> [YOUR TASK]: The full set of lines below has to be written out again exactly.

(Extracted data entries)
---+---
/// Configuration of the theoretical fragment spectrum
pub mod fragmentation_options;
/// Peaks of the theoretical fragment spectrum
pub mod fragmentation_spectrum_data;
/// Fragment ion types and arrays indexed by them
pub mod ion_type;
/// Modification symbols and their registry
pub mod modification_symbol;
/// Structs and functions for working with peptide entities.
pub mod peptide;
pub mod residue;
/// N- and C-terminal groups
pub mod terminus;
---+---
> [COMPLETED TASK]:
/// Configuration of the theoretical fragment spectrum
pub mod fragmentation_options;
/// Peaks of the theoretical fragment spectrum
pub mod fragmentation_spectrum_data;
/// Fragment ion types and arrays indexed by them
pub mod ion_type;
/// Modification symbols and their registry
pub mod modification_symbol;
/// Structs and functions for working with peptide entities.
pub mod peptide;
pub mod residue;
/// N- and C-terminal groups
pub mod terminus;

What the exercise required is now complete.